Exercise data:

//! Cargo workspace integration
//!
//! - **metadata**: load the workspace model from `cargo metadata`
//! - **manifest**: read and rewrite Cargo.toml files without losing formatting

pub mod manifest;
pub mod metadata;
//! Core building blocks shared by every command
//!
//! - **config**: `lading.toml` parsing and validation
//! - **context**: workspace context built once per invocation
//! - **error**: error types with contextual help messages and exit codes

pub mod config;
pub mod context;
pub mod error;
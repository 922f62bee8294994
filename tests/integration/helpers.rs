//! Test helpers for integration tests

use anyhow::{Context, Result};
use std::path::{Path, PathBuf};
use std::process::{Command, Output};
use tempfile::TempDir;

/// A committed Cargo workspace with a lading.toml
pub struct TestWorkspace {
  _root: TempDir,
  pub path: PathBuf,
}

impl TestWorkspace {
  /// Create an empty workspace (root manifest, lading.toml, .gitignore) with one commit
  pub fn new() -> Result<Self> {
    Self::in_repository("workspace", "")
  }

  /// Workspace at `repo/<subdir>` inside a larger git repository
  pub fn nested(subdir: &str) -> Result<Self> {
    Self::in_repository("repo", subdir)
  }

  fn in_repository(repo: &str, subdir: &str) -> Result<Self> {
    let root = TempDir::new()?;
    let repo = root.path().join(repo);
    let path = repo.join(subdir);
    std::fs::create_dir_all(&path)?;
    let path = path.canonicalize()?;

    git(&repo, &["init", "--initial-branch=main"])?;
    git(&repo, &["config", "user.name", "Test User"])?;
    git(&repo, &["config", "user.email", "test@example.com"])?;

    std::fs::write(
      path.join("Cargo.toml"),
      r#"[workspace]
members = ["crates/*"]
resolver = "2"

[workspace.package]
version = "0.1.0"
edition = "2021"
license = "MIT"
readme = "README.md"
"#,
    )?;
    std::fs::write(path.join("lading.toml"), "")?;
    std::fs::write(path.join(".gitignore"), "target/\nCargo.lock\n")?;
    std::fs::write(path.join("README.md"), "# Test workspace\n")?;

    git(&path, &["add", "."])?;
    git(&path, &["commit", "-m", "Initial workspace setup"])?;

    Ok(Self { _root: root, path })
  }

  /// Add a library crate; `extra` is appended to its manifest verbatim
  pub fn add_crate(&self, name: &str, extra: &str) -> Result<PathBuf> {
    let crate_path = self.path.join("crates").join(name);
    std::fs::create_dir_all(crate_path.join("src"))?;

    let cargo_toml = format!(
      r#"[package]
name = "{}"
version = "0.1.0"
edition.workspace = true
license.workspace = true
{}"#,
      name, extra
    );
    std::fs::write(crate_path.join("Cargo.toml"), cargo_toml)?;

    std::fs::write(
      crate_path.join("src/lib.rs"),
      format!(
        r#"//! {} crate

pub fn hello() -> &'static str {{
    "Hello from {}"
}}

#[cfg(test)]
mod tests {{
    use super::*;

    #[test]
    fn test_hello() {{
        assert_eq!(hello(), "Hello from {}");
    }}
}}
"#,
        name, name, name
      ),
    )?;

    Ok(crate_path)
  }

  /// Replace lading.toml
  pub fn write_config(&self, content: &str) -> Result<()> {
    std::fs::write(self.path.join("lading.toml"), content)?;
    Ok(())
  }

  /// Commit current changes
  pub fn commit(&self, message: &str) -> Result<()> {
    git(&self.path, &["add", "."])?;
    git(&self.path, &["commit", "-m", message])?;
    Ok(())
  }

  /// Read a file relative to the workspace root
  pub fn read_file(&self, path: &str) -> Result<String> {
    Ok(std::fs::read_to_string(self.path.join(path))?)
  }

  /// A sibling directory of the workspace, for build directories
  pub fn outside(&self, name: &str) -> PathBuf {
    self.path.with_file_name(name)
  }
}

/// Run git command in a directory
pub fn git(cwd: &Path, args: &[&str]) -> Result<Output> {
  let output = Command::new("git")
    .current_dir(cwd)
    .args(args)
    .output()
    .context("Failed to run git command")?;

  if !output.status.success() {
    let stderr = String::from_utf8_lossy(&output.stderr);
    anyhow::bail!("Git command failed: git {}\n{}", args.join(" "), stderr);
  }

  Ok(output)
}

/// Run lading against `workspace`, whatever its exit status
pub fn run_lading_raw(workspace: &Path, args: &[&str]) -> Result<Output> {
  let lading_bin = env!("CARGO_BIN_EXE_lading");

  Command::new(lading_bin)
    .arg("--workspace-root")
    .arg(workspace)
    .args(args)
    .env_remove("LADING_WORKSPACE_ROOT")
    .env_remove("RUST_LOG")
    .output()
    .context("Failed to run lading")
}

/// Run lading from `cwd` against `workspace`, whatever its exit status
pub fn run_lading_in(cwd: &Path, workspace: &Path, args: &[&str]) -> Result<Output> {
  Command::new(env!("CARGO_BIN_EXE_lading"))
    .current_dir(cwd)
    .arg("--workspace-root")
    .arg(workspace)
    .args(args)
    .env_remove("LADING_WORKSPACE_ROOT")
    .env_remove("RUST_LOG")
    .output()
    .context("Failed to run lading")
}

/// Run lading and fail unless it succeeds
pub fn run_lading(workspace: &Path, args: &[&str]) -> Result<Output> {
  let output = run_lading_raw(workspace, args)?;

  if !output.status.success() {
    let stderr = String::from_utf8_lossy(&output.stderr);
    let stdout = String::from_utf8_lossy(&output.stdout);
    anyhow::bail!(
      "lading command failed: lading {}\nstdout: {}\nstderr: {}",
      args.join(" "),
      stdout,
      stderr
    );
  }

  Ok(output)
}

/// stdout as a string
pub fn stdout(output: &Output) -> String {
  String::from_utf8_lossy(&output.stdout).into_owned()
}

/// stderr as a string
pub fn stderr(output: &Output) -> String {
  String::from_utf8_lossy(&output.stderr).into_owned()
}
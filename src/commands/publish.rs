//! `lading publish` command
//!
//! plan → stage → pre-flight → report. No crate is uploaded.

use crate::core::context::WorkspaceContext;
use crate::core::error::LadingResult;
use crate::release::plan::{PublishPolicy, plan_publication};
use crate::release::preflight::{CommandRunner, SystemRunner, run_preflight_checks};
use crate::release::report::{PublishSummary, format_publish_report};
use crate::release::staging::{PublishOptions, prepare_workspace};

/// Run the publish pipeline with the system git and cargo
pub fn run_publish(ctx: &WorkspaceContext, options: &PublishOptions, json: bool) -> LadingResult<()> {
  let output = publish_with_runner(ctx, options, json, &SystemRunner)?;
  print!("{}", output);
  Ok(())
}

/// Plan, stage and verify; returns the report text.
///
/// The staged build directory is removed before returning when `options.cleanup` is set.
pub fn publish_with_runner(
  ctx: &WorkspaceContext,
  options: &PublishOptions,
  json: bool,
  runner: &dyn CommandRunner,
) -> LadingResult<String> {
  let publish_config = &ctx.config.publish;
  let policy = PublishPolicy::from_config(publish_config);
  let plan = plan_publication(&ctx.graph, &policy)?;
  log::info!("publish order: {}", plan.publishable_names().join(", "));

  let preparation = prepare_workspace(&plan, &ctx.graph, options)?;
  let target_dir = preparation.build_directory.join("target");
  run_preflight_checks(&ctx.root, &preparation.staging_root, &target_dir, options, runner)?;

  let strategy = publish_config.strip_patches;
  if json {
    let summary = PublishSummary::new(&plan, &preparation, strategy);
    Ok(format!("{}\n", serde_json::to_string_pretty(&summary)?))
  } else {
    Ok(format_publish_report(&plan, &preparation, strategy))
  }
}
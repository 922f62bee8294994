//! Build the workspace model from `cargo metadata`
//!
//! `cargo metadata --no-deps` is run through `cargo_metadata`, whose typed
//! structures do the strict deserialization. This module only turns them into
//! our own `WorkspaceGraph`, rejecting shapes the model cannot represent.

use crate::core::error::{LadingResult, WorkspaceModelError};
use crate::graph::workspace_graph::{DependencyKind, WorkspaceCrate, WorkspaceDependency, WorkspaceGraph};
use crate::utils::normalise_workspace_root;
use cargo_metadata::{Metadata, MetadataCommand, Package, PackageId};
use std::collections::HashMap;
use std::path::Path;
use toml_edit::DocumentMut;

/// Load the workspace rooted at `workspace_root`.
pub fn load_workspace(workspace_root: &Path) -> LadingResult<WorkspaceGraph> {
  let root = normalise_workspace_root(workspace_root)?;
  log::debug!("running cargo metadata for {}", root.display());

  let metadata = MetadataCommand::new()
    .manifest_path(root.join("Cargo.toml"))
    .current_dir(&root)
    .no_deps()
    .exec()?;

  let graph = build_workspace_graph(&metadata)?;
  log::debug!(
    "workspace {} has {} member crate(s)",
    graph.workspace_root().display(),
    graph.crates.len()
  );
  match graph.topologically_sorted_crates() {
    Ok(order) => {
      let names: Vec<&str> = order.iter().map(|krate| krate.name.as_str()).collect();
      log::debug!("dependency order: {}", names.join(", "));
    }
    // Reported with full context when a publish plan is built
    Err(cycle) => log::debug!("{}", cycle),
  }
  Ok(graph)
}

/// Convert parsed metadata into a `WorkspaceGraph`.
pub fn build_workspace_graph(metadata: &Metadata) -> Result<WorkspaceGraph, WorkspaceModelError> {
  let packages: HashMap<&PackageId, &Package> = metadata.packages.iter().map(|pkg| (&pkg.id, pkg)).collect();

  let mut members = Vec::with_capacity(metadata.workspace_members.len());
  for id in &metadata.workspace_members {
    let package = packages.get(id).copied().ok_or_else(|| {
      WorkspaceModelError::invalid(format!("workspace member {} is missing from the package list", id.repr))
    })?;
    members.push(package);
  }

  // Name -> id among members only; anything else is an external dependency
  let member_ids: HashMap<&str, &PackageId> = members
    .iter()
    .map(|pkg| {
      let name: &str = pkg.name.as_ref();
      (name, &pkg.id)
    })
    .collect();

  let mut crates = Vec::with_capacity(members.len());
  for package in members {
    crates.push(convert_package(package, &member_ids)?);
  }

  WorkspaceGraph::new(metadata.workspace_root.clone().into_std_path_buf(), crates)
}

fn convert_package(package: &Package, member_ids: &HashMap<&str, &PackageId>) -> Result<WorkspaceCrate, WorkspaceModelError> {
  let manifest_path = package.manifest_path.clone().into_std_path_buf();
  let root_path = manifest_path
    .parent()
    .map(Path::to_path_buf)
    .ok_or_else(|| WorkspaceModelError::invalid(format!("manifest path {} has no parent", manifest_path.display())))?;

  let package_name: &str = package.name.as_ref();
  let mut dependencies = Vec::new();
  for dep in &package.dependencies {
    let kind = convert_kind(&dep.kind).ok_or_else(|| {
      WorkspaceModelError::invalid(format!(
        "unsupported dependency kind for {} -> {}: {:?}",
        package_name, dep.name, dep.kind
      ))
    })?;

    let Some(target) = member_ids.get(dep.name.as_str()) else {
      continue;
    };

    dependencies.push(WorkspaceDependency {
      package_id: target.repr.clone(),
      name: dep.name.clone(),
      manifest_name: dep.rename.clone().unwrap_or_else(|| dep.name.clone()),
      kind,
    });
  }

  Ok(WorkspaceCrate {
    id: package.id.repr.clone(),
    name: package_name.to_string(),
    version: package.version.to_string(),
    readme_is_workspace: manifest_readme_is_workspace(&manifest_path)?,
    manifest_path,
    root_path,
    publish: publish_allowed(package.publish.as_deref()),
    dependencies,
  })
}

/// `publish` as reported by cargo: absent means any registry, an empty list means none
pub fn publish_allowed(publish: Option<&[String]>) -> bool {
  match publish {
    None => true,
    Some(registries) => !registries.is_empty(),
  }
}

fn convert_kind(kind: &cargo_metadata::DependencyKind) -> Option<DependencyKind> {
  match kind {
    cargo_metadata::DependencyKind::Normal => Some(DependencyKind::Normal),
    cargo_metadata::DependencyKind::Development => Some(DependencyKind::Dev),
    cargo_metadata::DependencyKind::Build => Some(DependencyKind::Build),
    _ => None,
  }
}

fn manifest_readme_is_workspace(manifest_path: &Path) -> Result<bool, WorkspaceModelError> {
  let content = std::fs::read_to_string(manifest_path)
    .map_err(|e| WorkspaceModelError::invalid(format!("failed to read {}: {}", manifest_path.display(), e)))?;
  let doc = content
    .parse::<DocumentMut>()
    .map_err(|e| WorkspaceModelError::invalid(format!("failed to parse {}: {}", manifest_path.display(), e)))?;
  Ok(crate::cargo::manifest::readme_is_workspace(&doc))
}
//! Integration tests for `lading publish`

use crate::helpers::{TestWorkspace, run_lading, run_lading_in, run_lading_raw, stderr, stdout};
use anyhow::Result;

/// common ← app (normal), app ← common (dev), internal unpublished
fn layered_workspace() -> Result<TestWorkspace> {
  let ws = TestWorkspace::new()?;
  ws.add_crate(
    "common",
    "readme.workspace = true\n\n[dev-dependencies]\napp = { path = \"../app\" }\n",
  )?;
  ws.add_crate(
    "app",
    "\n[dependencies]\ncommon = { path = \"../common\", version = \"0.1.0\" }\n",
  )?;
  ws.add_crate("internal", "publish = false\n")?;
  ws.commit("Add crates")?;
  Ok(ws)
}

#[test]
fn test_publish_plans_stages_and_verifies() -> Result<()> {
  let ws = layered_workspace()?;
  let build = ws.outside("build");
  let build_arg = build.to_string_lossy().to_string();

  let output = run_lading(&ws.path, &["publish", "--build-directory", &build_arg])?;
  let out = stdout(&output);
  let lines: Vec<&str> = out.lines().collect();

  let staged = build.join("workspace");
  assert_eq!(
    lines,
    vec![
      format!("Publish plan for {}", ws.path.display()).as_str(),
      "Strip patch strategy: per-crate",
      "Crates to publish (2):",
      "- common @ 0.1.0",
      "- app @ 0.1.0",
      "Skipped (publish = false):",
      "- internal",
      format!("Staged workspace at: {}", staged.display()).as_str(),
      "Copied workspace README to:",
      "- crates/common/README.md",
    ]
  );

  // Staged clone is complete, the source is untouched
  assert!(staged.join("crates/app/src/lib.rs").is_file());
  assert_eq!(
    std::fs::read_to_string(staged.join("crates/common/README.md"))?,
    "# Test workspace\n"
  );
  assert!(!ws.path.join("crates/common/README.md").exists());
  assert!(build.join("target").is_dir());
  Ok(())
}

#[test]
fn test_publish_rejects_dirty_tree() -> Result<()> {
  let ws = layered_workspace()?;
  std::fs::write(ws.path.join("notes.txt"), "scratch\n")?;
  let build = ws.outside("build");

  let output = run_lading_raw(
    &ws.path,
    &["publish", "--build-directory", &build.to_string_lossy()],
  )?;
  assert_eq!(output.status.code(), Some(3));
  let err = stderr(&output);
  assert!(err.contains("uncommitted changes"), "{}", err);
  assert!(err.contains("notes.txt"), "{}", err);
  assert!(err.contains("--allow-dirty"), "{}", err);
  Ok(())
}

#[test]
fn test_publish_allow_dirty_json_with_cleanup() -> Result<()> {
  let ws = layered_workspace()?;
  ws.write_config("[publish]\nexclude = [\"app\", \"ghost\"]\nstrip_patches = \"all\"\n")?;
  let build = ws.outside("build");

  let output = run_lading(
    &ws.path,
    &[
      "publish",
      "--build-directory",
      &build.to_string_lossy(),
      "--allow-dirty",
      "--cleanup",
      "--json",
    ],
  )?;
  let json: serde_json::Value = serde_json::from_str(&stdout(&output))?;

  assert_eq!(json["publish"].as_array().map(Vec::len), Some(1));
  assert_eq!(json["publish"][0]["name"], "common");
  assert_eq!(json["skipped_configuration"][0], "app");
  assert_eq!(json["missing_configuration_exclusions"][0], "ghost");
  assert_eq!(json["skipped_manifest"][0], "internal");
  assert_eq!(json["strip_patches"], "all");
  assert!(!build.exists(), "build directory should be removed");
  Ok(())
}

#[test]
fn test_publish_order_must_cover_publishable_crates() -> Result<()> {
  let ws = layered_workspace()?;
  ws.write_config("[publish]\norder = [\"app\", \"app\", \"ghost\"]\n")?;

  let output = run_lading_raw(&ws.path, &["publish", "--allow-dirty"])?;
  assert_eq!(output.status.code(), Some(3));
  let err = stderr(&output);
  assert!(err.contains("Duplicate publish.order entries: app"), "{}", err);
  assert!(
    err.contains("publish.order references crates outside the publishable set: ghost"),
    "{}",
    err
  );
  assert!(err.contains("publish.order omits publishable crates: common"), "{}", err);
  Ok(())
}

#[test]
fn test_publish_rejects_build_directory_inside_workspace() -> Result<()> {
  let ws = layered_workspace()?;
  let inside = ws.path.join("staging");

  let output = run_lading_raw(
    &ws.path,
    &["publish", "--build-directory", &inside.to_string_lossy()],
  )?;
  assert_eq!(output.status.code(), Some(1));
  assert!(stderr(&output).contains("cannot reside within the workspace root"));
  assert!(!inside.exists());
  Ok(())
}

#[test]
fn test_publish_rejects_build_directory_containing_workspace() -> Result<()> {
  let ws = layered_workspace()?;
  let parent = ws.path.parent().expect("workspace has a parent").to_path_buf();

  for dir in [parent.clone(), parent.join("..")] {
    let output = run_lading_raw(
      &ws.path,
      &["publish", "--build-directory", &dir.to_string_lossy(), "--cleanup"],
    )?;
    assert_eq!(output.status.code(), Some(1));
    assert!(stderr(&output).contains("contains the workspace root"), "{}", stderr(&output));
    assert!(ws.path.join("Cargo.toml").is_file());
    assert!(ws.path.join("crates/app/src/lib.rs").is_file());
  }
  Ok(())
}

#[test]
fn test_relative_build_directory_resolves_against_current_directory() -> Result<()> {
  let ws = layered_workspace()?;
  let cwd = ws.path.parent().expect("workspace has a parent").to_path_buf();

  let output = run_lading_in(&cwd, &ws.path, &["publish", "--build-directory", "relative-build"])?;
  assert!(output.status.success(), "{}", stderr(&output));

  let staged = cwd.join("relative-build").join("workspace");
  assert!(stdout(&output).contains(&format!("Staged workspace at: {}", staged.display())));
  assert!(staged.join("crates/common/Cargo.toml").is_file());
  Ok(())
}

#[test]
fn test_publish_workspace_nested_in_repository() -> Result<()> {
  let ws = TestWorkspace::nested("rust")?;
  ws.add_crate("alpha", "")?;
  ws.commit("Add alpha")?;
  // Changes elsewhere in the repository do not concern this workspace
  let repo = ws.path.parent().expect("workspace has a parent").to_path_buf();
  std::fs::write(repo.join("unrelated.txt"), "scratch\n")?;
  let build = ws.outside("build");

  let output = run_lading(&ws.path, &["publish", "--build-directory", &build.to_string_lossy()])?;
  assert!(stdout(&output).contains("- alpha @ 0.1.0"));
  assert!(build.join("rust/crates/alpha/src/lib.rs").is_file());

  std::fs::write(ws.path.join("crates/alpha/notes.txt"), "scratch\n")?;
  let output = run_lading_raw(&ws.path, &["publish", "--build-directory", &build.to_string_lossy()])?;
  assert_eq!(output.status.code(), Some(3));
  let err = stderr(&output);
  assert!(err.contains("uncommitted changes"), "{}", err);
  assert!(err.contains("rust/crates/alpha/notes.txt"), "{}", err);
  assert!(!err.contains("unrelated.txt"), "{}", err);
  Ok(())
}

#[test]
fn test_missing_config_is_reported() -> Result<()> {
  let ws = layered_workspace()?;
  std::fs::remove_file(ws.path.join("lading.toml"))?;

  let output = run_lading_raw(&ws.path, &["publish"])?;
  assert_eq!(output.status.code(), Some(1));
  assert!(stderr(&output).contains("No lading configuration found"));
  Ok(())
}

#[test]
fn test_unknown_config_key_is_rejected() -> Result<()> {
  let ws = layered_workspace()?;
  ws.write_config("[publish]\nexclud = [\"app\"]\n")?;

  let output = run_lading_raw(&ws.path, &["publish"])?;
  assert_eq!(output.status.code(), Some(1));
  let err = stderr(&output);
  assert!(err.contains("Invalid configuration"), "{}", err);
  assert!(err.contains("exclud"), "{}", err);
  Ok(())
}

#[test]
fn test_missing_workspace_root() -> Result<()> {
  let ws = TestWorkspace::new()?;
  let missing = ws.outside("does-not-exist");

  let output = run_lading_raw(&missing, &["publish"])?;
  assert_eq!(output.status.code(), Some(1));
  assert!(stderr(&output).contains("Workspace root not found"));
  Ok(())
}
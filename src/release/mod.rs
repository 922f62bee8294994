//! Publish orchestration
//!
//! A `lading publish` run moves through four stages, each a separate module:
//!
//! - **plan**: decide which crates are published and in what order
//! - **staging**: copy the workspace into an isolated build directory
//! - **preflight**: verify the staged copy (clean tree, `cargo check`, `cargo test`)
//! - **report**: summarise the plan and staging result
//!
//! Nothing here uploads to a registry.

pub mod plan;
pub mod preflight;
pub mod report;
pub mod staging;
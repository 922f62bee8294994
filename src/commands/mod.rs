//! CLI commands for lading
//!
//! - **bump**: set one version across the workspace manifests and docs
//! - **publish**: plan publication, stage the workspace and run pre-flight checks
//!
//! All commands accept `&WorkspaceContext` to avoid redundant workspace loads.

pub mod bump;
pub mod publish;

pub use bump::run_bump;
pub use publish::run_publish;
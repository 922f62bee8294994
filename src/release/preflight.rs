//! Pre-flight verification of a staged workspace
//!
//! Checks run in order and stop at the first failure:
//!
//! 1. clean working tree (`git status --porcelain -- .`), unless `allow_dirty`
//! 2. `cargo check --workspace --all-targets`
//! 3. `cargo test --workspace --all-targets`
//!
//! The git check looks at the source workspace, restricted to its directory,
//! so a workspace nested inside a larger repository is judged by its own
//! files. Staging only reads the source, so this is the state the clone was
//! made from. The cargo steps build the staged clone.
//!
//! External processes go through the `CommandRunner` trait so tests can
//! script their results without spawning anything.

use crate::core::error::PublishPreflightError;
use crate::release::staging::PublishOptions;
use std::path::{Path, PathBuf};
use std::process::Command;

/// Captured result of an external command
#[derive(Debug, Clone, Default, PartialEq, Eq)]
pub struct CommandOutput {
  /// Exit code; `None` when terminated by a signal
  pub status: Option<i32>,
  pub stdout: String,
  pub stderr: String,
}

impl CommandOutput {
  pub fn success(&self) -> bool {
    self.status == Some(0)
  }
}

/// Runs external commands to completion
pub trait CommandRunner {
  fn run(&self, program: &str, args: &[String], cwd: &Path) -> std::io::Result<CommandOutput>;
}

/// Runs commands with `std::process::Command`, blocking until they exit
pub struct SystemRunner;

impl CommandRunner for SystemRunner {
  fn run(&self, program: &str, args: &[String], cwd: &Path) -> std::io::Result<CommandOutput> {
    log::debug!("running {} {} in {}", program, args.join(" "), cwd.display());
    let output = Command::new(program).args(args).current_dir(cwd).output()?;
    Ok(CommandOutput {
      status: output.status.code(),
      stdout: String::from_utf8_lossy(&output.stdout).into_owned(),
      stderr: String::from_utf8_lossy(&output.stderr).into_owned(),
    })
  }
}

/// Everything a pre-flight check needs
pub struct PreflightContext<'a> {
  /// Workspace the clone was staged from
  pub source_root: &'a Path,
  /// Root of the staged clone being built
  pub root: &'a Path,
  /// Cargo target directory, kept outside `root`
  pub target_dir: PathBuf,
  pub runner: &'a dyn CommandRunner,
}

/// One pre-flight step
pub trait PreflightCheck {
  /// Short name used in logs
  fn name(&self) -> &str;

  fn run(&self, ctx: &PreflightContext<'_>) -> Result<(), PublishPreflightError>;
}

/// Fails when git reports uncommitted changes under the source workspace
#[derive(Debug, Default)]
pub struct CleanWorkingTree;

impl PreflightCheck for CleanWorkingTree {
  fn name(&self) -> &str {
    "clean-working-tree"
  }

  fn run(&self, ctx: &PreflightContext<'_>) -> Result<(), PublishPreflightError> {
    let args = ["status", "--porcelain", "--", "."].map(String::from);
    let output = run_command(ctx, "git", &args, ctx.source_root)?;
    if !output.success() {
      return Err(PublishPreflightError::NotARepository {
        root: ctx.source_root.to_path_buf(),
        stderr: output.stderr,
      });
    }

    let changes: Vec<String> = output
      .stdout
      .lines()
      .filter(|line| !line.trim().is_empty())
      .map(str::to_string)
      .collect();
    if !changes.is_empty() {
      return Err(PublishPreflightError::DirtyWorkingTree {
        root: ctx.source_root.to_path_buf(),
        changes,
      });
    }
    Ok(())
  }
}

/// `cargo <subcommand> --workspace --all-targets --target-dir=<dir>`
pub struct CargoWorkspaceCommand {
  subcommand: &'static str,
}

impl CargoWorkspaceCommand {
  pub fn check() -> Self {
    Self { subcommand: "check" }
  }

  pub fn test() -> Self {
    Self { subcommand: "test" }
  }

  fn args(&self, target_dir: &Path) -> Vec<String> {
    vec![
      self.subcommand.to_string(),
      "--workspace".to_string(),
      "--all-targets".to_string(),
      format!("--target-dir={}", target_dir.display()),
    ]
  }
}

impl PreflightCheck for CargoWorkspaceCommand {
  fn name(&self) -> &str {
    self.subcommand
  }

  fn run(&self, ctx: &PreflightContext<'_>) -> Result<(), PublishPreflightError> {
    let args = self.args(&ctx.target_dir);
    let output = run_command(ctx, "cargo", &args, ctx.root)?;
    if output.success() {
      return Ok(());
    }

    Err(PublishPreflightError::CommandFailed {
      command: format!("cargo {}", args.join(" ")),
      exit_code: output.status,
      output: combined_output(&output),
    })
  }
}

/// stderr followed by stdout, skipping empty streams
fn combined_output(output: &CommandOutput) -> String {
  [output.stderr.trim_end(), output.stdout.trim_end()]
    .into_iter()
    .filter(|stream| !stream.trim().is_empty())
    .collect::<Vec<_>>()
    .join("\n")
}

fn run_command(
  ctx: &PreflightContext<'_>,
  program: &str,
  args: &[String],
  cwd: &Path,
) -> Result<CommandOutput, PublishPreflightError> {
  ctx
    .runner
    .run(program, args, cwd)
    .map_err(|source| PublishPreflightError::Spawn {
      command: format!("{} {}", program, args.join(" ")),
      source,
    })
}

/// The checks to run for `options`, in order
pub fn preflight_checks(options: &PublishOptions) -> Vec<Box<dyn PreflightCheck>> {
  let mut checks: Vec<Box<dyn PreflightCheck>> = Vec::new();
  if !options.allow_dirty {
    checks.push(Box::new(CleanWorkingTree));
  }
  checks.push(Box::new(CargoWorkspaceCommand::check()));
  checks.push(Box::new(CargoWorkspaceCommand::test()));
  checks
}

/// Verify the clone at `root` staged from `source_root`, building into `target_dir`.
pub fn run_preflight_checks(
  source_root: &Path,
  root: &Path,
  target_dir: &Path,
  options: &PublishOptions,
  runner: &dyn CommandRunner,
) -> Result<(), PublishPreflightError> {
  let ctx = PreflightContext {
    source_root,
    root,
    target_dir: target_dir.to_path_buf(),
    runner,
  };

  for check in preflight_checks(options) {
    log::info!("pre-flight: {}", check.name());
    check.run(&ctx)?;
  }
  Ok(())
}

Exercise instructions: Could you state how many lines in the entries contain the word "packages"? Reply with nothing but the number.

Response to the exercise: 2